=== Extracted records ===
[Start of Attachment]

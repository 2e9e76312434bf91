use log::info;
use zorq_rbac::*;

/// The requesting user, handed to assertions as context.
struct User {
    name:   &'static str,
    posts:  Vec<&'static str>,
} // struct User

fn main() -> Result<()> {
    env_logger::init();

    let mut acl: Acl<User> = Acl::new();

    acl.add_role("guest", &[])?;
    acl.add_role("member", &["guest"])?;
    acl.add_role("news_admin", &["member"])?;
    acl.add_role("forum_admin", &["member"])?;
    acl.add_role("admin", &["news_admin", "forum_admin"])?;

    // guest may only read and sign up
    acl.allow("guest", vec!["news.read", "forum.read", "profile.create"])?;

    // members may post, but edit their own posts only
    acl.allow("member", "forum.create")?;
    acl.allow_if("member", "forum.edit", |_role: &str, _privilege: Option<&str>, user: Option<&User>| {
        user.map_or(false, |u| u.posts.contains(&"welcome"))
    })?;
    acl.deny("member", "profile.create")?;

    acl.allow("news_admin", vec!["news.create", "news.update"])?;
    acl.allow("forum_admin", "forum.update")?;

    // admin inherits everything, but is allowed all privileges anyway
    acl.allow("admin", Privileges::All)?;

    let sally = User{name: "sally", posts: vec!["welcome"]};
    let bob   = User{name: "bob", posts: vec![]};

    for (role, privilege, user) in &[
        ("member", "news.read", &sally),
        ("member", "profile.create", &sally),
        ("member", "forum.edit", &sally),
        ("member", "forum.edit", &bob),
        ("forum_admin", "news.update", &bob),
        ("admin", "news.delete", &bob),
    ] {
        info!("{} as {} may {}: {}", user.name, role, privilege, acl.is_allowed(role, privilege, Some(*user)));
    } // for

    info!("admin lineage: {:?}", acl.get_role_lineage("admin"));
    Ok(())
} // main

[End of Attachment]
[Start of Attachment]

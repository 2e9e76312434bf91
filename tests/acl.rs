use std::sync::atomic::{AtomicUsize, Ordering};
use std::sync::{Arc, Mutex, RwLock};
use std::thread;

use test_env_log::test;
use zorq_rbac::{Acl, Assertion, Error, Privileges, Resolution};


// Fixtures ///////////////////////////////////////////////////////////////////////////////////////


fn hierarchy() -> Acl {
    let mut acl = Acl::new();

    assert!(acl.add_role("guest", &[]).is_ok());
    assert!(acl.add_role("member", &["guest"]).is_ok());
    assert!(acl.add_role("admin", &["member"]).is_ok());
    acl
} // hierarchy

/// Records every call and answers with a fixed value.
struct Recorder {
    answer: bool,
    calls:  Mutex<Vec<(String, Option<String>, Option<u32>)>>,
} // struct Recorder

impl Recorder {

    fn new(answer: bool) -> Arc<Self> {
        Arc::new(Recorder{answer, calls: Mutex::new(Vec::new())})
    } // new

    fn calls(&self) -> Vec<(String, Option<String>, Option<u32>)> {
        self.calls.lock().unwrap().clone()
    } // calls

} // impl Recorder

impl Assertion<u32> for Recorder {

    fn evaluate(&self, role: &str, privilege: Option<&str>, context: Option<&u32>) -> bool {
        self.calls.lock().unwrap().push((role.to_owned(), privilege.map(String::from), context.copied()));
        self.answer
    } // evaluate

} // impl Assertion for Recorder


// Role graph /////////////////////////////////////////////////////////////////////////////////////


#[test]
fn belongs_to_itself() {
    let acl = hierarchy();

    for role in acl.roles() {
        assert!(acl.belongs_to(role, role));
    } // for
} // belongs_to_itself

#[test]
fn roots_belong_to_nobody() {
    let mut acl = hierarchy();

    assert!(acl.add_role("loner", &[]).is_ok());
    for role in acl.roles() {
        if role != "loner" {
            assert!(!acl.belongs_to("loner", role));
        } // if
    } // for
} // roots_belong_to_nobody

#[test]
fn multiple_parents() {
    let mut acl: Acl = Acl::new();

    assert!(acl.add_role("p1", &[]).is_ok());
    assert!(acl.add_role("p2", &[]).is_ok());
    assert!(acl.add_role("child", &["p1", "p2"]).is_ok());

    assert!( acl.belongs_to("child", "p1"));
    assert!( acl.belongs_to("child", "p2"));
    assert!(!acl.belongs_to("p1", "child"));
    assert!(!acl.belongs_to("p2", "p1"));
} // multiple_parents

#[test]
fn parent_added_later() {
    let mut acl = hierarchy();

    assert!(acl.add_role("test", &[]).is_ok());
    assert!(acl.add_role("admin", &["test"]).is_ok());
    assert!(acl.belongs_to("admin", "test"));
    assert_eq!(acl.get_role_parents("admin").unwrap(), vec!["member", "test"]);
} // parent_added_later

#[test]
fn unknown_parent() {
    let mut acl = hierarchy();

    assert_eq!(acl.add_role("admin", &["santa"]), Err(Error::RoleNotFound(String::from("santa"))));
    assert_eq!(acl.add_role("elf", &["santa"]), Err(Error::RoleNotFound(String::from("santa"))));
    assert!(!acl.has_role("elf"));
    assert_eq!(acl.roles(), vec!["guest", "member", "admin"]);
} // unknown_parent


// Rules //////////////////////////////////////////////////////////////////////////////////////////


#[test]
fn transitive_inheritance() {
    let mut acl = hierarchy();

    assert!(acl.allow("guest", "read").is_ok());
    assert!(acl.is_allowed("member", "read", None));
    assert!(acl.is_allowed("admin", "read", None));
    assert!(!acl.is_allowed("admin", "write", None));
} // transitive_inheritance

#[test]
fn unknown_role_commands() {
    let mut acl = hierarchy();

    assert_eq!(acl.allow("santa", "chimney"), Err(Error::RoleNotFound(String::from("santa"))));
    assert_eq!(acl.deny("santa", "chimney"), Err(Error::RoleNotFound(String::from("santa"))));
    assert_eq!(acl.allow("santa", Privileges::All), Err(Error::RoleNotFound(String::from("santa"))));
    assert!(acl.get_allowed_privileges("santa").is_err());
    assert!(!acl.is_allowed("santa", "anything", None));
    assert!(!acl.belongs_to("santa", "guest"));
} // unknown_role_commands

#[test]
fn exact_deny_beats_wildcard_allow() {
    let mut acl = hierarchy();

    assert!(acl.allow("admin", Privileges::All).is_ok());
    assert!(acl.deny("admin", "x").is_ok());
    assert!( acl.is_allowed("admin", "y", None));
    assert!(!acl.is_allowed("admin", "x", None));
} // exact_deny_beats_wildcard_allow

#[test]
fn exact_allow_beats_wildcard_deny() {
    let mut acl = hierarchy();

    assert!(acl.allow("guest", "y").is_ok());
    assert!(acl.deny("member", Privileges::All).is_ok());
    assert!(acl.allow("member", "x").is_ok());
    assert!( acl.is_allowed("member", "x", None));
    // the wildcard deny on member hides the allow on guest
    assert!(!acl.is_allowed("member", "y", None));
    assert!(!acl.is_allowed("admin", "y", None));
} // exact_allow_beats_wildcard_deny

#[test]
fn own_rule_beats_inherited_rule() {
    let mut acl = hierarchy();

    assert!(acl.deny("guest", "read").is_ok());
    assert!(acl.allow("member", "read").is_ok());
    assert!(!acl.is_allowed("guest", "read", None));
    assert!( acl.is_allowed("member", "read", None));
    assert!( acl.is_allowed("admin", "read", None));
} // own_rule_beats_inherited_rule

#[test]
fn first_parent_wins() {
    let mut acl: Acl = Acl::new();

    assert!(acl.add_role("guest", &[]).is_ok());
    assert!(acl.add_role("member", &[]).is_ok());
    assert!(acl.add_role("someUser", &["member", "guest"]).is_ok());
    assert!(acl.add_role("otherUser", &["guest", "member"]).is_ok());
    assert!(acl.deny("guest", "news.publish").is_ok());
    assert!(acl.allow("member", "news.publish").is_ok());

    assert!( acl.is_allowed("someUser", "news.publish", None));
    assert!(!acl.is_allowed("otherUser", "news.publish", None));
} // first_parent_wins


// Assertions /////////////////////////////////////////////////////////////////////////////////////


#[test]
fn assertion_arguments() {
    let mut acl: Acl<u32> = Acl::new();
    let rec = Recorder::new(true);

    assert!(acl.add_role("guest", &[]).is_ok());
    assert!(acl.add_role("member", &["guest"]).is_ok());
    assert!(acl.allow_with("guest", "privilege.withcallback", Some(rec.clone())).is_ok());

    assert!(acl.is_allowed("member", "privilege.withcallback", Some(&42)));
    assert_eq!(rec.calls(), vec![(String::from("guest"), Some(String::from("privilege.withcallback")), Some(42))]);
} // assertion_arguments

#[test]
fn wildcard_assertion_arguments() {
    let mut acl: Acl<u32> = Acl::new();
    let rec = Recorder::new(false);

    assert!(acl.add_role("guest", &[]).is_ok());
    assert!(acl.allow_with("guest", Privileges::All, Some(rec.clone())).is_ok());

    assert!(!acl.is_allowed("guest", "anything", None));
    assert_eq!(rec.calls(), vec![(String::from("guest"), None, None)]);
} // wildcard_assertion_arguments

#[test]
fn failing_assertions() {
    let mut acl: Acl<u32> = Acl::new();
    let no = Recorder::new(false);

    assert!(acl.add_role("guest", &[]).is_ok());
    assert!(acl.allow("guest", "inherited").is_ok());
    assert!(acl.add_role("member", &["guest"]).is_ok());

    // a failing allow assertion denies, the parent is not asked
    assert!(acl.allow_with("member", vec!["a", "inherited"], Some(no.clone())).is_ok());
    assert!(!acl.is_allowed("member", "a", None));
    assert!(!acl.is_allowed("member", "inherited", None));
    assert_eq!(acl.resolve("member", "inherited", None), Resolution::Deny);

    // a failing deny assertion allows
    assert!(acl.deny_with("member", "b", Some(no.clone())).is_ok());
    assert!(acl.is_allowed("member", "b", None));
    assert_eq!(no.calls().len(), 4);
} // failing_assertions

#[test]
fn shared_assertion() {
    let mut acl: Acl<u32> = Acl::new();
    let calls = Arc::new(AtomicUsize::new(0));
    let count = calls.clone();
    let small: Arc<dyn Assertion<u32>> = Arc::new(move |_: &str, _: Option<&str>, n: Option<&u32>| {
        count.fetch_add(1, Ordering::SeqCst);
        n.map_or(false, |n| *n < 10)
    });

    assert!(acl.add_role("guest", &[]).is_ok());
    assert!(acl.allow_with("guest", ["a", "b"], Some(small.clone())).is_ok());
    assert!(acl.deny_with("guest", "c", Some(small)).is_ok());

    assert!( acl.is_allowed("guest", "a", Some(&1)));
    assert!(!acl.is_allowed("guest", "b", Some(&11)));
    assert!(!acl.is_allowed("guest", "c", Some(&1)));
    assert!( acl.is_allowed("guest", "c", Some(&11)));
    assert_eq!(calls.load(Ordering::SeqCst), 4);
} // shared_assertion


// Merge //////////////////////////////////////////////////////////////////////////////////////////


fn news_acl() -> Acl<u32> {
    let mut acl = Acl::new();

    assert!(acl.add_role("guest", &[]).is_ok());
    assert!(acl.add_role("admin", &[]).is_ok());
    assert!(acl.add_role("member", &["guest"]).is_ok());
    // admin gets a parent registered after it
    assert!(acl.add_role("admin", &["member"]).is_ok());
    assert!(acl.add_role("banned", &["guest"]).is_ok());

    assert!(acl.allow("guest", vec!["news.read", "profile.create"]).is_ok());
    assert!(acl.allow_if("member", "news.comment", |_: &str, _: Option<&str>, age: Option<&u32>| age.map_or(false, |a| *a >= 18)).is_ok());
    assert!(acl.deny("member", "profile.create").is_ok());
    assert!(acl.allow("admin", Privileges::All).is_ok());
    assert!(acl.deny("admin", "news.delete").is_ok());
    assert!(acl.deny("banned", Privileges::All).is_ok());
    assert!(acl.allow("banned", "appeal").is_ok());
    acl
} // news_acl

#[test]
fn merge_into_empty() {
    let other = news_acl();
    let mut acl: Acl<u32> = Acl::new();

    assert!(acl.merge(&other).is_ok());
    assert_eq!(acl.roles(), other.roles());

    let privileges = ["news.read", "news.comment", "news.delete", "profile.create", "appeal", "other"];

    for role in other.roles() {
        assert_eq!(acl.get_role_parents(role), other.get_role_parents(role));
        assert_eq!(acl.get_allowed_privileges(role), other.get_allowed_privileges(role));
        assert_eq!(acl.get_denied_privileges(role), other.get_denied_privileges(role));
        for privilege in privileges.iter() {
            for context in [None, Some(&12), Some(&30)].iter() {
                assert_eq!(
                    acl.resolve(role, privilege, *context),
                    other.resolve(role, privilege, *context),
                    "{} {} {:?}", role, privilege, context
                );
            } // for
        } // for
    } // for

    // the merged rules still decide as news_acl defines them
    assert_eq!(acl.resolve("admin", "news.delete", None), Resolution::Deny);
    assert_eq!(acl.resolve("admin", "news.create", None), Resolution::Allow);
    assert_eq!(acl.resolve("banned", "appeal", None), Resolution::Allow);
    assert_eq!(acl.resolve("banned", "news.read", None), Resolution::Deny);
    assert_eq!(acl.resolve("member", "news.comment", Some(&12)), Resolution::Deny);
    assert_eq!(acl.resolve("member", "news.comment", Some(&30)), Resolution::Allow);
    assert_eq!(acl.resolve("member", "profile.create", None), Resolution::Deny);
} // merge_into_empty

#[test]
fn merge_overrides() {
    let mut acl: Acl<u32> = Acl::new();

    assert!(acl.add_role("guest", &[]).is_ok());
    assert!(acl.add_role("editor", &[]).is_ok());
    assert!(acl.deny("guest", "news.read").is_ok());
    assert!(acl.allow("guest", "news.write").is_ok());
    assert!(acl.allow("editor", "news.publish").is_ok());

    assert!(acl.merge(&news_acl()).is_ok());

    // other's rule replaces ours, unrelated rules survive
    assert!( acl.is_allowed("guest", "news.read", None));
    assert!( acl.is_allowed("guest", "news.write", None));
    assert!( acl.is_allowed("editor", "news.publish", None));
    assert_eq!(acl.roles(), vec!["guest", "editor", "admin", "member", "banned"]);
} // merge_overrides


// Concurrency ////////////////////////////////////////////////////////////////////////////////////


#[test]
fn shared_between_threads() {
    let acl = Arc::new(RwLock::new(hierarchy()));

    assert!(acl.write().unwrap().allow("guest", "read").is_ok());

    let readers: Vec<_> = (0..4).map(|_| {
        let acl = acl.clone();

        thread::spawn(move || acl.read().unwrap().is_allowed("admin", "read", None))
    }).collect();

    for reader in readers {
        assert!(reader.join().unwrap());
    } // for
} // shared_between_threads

[End of Attachment]

=== WHAT TO PRODUCE ===
For each line in the records that holds "sally", show that line as it stands.

=== TASK RESULT ===
    let sally = User{name: "sally", posts: vec!["welcome"]};
        ("member", "news.read", &sally),
        ("member", "profile.create", &sally),
        ("member", "forum.edit", &sally),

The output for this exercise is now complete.